During the Vietnam war, US secretary of defence Robert McNamara was so cocksure of an American victory that he propagated a ‘strategic’ bottom line: “Two plus two is four, and we will win the war”.
The trouble with this line was that, as one CIA official once put it, McNamara could never define what ‘two’ represented.
Parallels are increasingly being drawn between the current US military campaign in Afghanistan and the one in Vietnam, but this time, the Americans could be said to have had a handle on the objectives.
For a brief period, from the 2001 invasion of Afghanistan, ‘nation building’ was an oftheard refrain.
It no longer is. “I'm not doing long-term nation-building.
I am not spending a trillion dollars,” US President Barack Obama is quoted as saying in Bob Woodward's recent book Obama's Wars that details the continuing strain in his administration over the exit plan out of Afghanistan. The frustration in the President's tone is barely disguised.

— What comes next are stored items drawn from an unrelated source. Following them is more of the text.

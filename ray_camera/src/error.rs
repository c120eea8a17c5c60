use nalgebra::Vector3;

/// Errors raised while deriving camera state from view parameters.
#[derive(Debug, Clone, Copy, PartialEq, thiserror::Error)]
pub enum CameraError {
    /// `direction` is (anti)parallel to `up`, or has zero length.
    /// No orthonormal basis can be built from such a pair.
    #[error("Degenerate camera basis: view direction {direction:?} and view up {up:?} do not span a plane")]
    DegenerateCameraBasis {
        direction: Vector3<f64>,
        up: Vector3<f64>,
    },
}
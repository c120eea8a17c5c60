use crate::{
    camera::{Camera, OrthonormalBasis},
    CameraError,
};

use super::Ray;

/// Raster of pixels laid over the viewing window.
/// Pixel `[0, 0]` is in the lower left corner, rows go upwards.
#[derive(Debug, Clone, Copy, PartialEq, Eq)]
pub struct ImagePlane {
    pub resolution: (usize, usize),
}

impl ImagePlane {
    pub fn new(width: usize, height: usize) -> ImagePlane {
        ImagePlane {
            resolution: (width, height),
        }
    }

    /// Number of pixels, saturates at `usize::MAX` for absurd resolutions.
    pub fn pixel_count(&self) -> usize {
        self.resolution.0.saturating_mul(self.resolution.1)
    }

    /// Image point of pixel `[x, y]`.
    /// `offset` is position inside the pixel, `(0.5, 0.5)` being its center.
    /// Offsets outside `<0;1)` are allowed (sample jitter) and land in neighbouring pixels.
    pub fn pixel_to_uv(&self, x: usize, y: usize, offset: (f64, f64)) -> (f64, f64) {
        let (width, height) = self.resolution;
        let u = (x as f64 + offset.0) / width as f64;
        let v = (y as f64 + offset.1) / height as f64;
        (u, v)
    }

    /// Rays through centers of all pixels, row by row from the bottom.
    /// Basis is derived once, so a degenerate camera fails here and not mid-iteration.
    pub fn rays<'a, C>(&self, camera: &'a C) -> Result<PlaneRays<'a, C>, CameraError>
    where
        C: Camera,
    {
        let basis = camera.basis()?;
        log::trace!("Generating {} rays, resolution {:?}", self.pixel_count(), self.resolution);
        Ok(PlaneRays {
            camera,
            basis,
            plane: *self,
            index: 0,
        })
    }
}

/// Iterator over pixel coordinates and their center rays, see [`ImagePlane::rays`].
pub struct PlaneRays<'a, C> {
    camera: &'a C,
    basis: OrthonormalBasis,
    plane: ImagePlane,
    index: usize,
}

impl<'a, C> Iterator for PlaneRays<'a, C>
where
    C: Camera,
{
    type Item = ((usize, usize), Ray);

    fn next(&mut self) -> Option<Self::Item> {
        if self.index >= self.plane.pixel_count() {
            return None;
        }
        // pixel_count > 0, so width > 0
        let width = self.plane.resolution.0;
        let x = self.index % width;
        let y = self.index / width;
        self.index += 1;

        let (u, v) = self.plane.pixel_to_uv(x, y, (0.5, 0.5));
        Some(((x, y), self.camera.project(&self.basis, u, v)))
    }

    fn size_hint(&self) -> (usize, Option<usize>) {
        let rest = self.plane.pixel_count() - self.index;
        (rest, Some(rest))
    }
}

impl<'a, C> ExactSizeIterator for PlaneRays<'a, C> where C: Camera {}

Now, ‘exit strategy’ is the phrase on which the discourse turns in Washington.
In his speech outlining the Af-Pak strategy March last year, Obama had delivered a curt message — the clear and focused goal of the US is “to disrupt, dismantle and defeat Al-Qaida in Afghanistan and Pakistan, and to prevent its return to either country in the future. That is the goal that must be achieved.”
In Woodward's book, Obama sounds like he has grappled with the other objective, too.
“We need to make clear to people that the cancer is in Pakistan,” the president said. Creating a secure Afghanistan is imperative, he said, “so the cancer doesn't spread” there.
How these objectives can be achieved when Nato forces under American command in Afghanistan are hamstrung by a resilient Taliban insurgency, a corrupt government in Kabul and venal warlords presiding over much of the nation, is the question that haunted the administration ever since.
But the whole narrative shifted since Obama set a deadline to start withdrawing troops from Afghanistan — from July 2011 — in the very address in December last as he announced the sending of extra troops.
It’s no surprise that as the exit strategy became ever more pressing, the need for a political settlement has assumed utmost urgency.
Unfortunately for the president, the Plan A of military strategy has not been a roaring success so far, the surge in troops notwithstanding.
The coalition's touted Helmand, Marja and Kandahar operations have achieved less-than-desired successes.
Though the US insists that the Taliban's battlefield victories are small-bore, the latter can count on something else — a powerful sense of momentum and time — while the US campaign is limping.
So, the shift to Plan B: talks with the Taliban. It seems now that the old distinctions between ‘good’ and ‘bad’ Taliban have worn thin.
Afghan President Hamid Karzai has confirmed that his government has been holding unofficial talks with the Taliban ‘for quite some time’.
The talks come amid a change of heart by the Obama administration towards the full backing of talks with the Quetta Shura headed by Mullah Omar.
Here, the problem is that Plan B too cannot succeed without Pakistan’s sanction, as Prime Minister Yousuf Raza Gilani has made it clear the other day.
So far, the Haqqani group, the Taliban faction that has been the target of escalated US drone strikes in Fata, has been excluded from the negotiations.
But the Haqqani faction is being promoted by Pakistan as its hedge against ‘arch-enemy’ India’s influence in Afghanistan.
Pakistan has been making persistent efforts to ensure that the Haqqani network is included in the negotiation process without getting a bloody nose militarily from the Americans.
If that happens, the July 2011 timeline set by President Obama to start the withdrawal of troops would look like a cut and run, a complete negation of the plan to “disrupt, dismantle and defeat Al-Qaida in Afghanistan and Pakistan”.
Obama is right when he says nationbuilding is boggier terrain, but merely walking away is not an option.
Like it or not, Afghanistan's fate is entwined with that of Obama's administration, and McNamara’s ‘wisdom’ might again not make the cut.